For the entries below, state how many lines include the string "testsuites", and write nothing besides that number.

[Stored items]
::::

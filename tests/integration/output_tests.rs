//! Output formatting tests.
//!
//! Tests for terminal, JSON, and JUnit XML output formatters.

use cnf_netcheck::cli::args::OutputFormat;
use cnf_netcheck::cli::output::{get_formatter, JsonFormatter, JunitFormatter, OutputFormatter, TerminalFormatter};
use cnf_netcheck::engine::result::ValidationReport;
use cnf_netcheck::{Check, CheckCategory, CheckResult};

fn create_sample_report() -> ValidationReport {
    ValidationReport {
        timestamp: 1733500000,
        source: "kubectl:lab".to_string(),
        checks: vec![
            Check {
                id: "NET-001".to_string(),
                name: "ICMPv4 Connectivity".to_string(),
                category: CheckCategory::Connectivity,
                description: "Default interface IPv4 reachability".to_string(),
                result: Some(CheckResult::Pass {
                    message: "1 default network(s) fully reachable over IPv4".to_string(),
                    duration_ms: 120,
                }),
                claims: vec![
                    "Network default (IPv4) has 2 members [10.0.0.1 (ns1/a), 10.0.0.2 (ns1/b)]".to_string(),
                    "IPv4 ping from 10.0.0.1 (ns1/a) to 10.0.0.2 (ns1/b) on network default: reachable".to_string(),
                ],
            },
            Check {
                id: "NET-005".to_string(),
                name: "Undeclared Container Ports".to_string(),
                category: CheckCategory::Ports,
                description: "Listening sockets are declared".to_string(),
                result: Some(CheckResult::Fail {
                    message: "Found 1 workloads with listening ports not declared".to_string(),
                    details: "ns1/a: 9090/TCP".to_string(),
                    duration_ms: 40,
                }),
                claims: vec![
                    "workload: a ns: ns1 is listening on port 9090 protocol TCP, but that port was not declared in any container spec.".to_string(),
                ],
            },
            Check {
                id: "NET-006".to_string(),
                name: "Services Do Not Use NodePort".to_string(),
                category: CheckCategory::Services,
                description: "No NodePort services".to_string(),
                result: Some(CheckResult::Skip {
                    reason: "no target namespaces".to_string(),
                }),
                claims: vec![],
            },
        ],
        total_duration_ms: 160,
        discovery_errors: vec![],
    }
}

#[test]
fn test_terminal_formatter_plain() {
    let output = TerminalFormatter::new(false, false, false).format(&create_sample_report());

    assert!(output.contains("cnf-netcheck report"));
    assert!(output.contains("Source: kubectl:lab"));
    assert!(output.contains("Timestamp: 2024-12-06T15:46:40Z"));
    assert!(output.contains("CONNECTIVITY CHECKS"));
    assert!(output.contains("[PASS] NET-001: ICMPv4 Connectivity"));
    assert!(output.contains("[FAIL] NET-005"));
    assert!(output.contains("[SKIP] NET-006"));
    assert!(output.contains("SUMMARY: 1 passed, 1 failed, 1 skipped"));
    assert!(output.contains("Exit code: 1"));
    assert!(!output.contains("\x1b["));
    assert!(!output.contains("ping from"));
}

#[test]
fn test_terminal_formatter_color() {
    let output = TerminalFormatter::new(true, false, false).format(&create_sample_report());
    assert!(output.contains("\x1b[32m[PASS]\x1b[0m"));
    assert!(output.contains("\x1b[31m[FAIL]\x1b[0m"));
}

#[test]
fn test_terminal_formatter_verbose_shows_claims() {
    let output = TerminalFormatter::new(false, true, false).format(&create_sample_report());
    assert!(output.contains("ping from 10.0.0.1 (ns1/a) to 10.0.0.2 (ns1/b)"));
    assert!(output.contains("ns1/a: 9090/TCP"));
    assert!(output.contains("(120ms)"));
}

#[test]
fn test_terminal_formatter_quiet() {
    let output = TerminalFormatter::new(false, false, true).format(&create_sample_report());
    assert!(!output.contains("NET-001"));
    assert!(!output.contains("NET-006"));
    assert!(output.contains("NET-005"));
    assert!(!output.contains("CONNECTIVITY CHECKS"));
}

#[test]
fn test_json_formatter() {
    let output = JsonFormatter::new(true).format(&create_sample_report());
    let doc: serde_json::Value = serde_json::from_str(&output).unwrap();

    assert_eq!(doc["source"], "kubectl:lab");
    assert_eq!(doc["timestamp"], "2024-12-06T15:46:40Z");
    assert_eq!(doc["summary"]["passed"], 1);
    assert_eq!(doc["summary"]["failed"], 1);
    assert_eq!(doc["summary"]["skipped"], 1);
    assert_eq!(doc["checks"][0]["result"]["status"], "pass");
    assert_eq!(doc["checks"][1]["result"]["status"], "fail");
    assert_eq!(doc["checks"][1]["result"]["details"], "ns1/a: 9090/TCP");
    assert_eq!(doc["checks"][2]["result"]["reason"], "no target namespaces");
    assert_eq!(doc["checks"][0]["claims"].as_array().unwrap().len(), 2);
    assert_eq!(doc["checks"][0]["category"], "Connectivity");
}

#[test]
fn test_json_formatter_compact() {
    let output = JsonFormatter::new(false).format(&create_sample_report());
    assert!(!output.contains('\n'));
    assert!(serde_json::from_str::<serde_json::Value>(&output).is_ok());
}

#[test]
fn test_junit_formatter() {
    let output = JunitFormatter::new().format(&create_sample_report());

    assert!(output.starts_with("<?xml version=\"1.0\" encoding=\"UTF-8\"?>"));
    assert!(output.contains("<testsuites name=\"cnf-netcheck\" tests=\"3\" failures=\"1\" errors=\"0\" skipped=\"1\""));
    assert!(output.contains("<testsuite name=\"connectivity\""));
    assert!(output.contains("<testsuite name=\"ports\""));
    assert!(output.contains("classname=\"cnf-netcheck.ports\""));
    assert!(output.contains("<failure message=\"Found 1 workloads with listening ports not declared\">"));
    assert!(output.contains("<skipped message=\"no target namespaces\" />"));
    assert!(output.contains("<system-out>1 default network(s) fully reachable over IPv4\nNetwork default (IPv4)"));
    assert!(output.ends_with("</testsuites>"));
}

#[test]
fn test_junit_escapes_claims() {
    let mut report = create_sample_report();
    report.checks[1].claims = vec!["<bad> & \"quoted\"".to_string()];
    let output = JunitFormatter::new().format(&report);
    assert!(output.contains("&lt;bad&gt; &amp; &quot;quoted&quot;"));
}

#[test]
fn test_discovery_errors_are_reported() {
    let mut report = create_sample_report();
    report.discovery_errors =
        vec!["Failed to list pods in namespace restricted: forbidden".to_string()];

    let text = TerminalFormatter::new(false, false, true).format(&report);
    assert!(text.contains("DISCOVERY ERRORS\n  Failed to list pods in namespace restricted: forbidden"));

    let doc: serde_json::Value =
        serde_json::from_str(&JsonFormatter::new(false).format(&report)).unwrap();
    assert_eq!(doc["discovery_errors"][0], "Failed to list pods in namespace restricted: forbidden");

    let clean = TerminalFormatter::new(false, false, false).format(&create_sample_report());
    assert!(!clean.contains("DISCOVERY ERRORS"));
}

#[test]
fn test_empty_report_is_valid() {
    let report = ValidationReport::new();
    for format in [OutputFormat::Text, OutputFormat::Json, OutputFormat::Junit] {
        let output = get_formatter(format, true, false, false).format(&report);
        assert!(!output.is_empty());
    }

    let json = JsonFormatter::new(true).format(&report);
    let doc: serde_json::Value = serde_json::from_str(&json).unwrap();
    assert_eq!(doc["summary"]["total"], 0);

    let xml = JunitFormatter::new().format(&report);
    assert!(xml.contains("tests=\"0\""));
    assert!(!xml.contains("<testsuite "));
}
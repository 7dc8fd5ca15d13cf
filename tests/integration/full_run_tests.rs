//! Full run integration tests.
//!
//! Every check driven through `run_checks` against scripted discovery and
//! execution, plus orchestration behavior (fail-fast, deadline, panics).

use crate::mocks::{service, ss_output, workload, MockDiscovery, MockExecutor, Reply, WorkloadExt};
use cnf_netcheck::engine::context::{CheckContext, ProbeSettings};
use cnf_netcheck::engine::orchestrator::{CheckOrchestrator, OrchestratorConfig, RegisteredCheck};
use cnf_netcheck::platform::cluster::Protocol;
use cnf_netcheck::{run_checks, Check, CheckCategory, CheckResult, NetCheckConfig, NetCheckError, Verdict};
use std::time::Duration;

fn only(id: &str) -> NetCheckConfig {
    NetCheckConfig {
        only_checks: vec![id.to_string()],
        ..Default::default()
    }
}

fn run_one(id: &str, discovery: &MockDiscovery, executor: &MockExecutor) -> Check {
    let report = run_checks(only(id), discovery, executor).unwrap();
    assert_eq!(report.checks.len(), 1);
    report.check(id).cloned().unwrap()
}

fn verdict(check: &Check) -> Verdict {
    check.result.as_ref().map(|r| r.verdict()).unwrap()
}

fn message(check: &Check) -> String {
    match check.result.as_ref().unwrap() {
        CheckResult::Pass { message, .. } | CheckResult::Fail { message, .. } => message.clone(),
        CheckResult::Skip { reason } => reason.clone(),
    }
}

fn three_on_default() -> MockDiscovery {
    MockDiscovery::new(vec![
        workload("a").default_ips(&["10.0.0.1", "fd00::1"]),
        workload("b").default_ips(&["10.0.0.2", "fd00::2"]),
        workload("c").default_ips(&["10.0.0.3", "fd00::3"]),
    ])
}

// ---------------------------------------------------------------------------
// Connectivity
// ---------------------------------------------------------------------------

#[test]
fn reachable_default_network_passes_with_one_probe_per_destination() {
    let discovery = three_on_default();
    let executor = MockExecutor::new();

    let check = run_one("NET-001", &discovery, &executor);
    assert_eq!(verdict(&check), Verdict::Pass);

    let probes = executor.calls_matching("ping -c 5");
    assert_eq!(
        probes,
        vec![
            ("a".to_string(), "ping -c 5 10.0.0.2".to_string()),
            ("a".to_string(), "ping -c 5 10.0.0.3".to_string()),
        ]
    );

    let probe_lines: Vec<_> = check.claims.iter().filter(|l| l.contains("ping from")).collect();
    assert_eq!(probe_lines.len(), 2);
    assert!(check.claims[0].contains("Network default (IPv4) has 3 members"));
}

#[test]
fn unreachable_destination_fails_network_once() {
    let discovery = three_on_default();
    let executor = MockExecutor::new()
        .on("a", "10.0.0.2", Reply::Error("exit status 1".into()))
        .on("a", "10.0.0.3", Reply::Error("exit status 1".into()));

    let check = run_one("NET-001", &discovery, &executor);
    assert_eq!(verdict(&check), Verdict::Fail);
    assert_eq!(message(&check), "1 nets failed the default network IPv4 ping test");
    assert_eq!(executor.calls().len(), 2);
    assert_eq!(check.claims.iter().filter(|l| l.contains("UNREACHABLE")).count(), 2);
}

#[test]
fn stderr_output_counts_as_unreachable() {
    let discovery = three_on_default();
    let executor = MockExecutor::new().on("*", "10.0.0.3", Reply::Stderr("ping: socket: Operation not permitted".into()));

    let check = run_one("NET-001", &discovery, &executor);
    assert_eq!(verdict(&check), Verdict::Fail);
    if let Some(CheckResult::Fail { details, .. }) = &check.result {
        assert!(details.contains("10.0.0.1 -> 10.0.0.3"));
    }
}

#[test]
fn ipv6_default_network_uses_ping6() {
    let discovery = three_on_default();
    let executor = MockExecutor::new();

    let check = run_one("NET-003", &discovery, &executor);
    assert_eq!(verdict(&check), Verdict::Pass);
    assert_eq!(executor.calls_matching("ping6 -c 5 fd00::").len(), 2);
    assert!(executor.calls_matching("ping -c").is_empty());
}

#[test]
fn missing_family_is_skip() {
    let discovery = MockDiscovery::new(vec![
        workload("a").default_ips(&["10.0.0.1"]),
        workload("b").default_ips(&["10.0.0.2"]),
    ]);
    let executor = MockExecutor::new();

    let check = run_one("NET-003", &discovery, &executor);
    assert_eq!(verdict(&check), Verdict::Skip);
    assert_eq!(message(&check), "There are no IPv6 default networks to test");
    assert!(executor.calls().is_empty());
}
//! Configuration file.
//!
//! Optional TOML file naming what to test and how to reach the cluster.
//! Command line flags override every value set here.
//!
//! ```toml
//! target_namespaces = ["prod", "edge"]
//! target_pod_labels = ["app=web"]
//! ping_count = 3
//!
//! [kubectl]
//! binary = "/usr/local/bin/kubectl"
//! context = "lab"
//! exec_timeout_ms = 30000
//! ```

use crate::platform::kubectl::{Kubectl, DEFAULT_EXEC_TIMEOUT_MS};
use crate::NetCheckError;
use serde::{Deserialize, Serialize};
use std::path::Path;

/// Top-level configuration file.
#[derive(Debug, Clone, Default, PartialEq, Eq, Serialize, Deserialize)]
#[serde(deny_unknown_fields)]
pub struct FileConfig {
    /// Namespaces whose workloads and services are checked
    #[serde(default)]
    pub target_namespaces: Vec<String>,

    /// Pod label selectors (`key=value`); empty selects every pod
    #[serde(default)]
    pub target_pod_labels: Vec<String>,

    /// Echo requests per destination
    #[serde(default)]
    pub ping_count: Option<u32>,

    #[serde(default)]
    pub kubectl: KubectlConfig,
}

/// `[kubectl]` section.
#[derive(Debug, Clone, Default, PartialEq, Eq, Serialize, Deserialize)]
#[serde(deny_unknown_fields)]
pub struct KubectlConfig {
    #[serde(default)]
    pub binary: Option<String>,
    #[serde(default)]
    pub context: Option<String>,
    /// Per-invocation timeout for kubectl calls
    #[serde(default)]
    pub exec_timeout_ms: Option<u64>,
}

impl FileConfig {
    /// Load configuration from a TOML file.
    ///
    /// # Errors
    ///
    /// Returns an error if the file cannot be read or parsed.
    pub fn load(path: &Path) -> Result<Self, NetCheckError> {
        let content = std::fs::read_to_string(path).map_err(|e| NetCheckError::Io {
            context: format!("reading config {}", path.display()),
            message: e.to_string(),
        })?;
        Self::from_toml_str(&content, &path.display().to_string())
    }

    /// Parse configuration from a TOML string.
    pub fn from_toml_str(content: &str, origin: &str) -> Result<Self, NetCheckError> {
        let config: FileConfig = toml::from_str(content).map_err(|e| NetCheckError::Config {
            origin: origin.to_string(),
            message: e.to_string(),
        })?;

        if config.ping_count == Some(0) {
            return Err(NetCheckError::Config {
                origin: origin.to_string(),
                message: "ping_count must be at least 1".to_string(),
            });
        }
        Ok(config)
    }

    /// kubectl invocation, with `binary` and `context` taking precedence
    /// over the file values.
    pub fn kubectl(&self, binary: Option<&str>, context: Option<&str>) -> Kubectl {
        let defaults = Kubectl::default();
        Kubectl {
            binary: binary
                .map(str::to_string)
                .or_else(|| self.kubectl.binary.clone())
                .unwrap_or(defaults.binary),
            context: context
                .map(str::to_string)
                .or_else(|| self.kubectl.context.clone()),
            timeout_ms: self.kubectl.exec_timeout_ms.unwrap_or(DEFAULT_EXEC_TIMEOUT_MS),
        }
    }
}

::::

(Task answer): 2